A communique issued at the end of its 67th meeting held in Jos, Plateau State and signed by Rev. Stephen Panya Baba and Rev. Yunusa Sabo Nmadu Jnr.,ECWA President and ECWA General Secretary, respectively, noted that the Middle-belt and Northern States particularly in Southern Kaduna, Niger, Plateau, Benue, Kogi, Katsina, Zamfara, Taraba and Adamawa states, the armed herdsmen and bandits continue to destroy lives, farms and properties of innocent members of these native communities with impunity.
The Council, therefore, condemned in strong terms the mindless killing of the indigenous Christians in southern Kaduna over the past few weeks which it described has assumed a genocidal magnitude and calls on the Federal Government to apprehend the perpetrators to face the full wrath of the law, and to compensate the victims in the interest of justice.
“The Council notes with grief the several attacks on Southern Kaduna Christian communities, which are the strongholds of ECWA, where over 120 persons including infants and women have been killed in the last two weeks alone, with scores injured and thousands displaced from their villages and farmlands by armed Fulani militia without any care from the Kaduna State and Federal Governments,” the meeting observed.
The meeting added, “The manifest nonchalance of both the Kaduna State and Federal Governments to the plight of our compatriots is suggestive of their loss of the innate humane sense of value for life and their seeming abdication of their primary responsibility of securing the lives and property of their citizens.”
The Council frowned at a recent statement credited to a Presidential spokesman explaining away these genocidal massacres as reprisal killings, stressing, “No responsible government would want to be perceived as holding brief for terrorists, unless it is complicit.

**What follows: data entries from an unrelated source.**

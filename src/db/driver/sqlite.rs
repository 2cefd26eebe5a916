use std::ops::Deref;
use std::path::Path;

use async_trait::async_trait;
use fieldx::fxstruct;
use sea_orm::ConnectionTrait;
use sea_orm::DatabaseConnection;
use tracing::error;

use super::DatabaseDriver;
use crate::error::StorageError;

#[derive(Debug)]
#[fxstruct(sync, no_new)]
pub struct Sqlite {
    connection: DatabaseConnection,
}

impl Sqlite {
    /// Open (creating if necessary) the database file `db_name` in `db_dir`.
    pub async fn connect(db_dir: &Path, db_name: &str) -> Result<Self, StorageError> {
        let db_path = db_dir.join(db_name);

        let schema = format!("sqlite://{}?mode=rwc", db_path.display());
        let db = sea_orm::Database::connect(&schema)
            .await
            .inspect_err(|e| error!("Error connecting to database {schema}: {e}"))?;

        Ok(Self { connection: db })
    }
}

#[async_trait]
impl DatabaseDriver for Sqlite {
    fn name(&self) -> &'static str {
        "SQLite"
    }

    fn connection(&self) -> DatabaseConnection {
        self.connection.clone()
    }

    async fn configure(&self) -> Result<(), StorageError> {
        let db = &self.connection;

        db.execute_unprepared("PRAGMA journal_mode=WAL;").await?;
        db.execute_unprepared("PRAGMA synchronous=NORMAL;").await?;
        // Scheduler and request upserts may collide on the same row.
        db.execute_unprepared("PRAGMA busy_timeout=5000;").await?;

        Ok(())
    }
}

impl Deref for Sqlite {
    type Target = DatabaseConnection;

    fn deref(&self) -> &Self::Target {
        &self.connection
    }
}

impl AsRef<DatabaseConnection> for Sqlite {
    fn as_ref(&self) -> &DatabaseConnection {
        &self.connection
    }
}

Thus, the Council is even more worried about the callousness of the government in changing the narrative of the attacks, bending it towards blaming the victims when in actual sense it is the government that has woefully failed in its constitutional responsibility of protecting its citizens.”
In recognition of its divine mandate, the Council reminded all of the sacredness and inviolability of the right to life, stating that no person, authority or institution has the right to terminate the life another unlawfully and urged everyone to respect the sanctity of human life and end the wanton bloodletting in the land.
It advocates for a stronger collaboration between the government, the security agencies, and the entire populace to make for a more robust and rapid response for the protection of human lives and property.
The Council, therefore, urges the security agencies to improve in their response to distress calls, increase intelligence gathering and take proactive steps to nip the imminent attacks in the bud.
The Council also expressed alarm at the general state of insecurity in Nigeria wherein citizens can no longer sleep peacefully in their homes or travel on the highways for their genuine businesses without the fear of being attacked or kidnapped for ransom and even killed in many instances.
The Council frowns at the deplorable conditions of the Internally Displaced Persons (IDPs) camps across the country and appeals to the federal and state governments to improve their welfare and ensure adequate security to enable them return to their ancestral homes and their established means of livelihood in the quickest time possible.
The Council expressed worries at the failure of federal government to secure the release of the only Christian girl, Leah Sharibu (who was abducted by Boko Haram among many female students of Government Secondary School, Dapchi), Alice Loksha a Christian nurse doing humanitarian service in Borno State, Grace Lucas, Lillian Gyang, and the remaining Chibok girls abducted by Boko Haram.
The Council is worried that despite several promises by the Government, the freedom of the abducted girls has not been secured and called on the federal government to do more towards the release of the girls to free their parents and loved ones from the years of trauma that they have been subjected to as their children remain in captivity.
It also observed with dismay the huge resources being committed to the supposed deradicalization and rehabilitation of the so-called repentant Boko Haram fighters by the military, while millions of their victims are still languishing in deplorable IDP camps, considered it not to be the best use of the tax payers’ and indeed a complete misplacement of priority.
On the COVID-19 pandemic, the Council urged all citizens to obey the safety protocols for the prevention and curtailment of the spread of the virus by observing frequent washing of hands with soap under running water, cleaning of hands with alcohol-based sanitizers, the compulsory wearing of nose/mouth mask in public places, and maintaining social distance.